Working line by line, output the entries below exactly as they appear.

── MATERIAL FOR THIS TASK

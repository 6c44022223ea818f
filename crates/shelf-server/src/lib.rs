//! # Shelf Server
//!
//! HTTP surface for the Shelf book service, built on Rocket.
//!
//! ## Quick Start
//!
//! ```rust,no_run
//! use shelf_server::run;
//!
//! #[tokio::main]
//! async fn main() -> anyhow::Result<()> {
//!     // Defaults + shelf.toml + SHELF__* environment variables
//!     run(None).await
//! }
//! ```
//!
//! ## Endpoints
//!
//! | Method | Path | Auth | Description |
//! |--------|------|------|-------------|
//! | GET | `/books` | - | List all books |
//! | GET | `/books/<id>` | - | Fetch one book |
//! | POST | `/books` | - | Create a book with a generated id |
//! | POST | `/books/<id>` | Basic | Create or replace the book at `id` |
//! | GET | `/live` | - | Liveness probe |
//!
//! Handlers resolve their dependencies from the [`AppContext`] managed by
//! Rocket, so tests substitute fakes by overriding bindings on the context
//! passed to [`shelf_rocket`].
//!
//! [`AppContext`]: shelf_infrastructure::di::AppContext

pub mod api;
pub mod auth;
pub mod books;
pub mod constants;
pub mod error;
pub mod health;
pub mod init;

pub use api::{ShelfApi, shelf_rocket};
pub use init::run;
//! Book Repository Provider Implementations
//!
//! | Provider | Type | Description |
//! |----------|------|-------------|
//! | InMemoryBookRepository | Local | Map-backed storage, lost on restart |
//! | NullBookRepository | Placeholder | Stores nothing; default slot for an unconfigured backend |

#[cfg(feature = "repository-memory")]
pub mod in_memory;
pub mod null;

#[cfg(feature = "repository-memory")]
pub use in_memory::InMemoryBookRepository;
pub use null::NullBookRepository;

────

▶ **RESULT OF THIS EXERCISE**
repository 6c44022223ea818f
filename crates/shelf-server/src/lib.rs
//! # Shelf Server
//!
//! HTTP surface for the Shelf book service, built on Rocket.
//!
//! ## Quick Start
//!
//! ```rust,no_run
//! use shelf_server::run;
//!
//! #[tokio::main]
//! async fn main() -> anyhow::Result<()> {
//!     // Defaults + shelf.toml + SHELF__* environment variables
//!     run(None).await
//! }
//! ```
//!
//! ## Endpoints
//!
//! | Method | Path | Auth | Description |
//! |--------|------|------|-------------|
//! | GET | `/books` | - | List all books |
//! | GET | `/books/<id>` | - | Fetch one book |
//! | POST | `/books` | - | Create a book with a generated id |
//! | POST | `/books/<id>` | Basic | Create or replace the book at `id` |
//! | GET | `/live` | - | Liveness probe |
//!
//! Handlers resolve their dependencies from the [`AppContext`] managed by
//! Rocket, so tests substitute fakes by overriding bindings on the context
//! passed to [`shelf_rocket`].
//!
//! [`AppContext`]: shelf_infrastructure::di::AppContext

pub mod api;
pub mod auth;
pub mod books;
pub mod constants;
pub mod error;
pub mod health;
pub mod init;

pub use api::{ShelfApi, shelf_rocket};
pub use init::run;
//! Book Repository Provider Implementations
//!
//! | Provider | Type | Description |
//! |----------|------|-------------|
//! | InMemoryBookRepository | Local | Map-backed storage, lost on restart |
//! | NullBookRepository | Placeholder | Stores nothing; default slot for an unconfigured backend |

#[cfg(feature = "repository-memory")]
pub mod in_memory;
pub mod null;

#[cfg(feature = "repository-memory")]
pub use in_memory::InMemoryBookRepository;
pub use null::NullBookRepository;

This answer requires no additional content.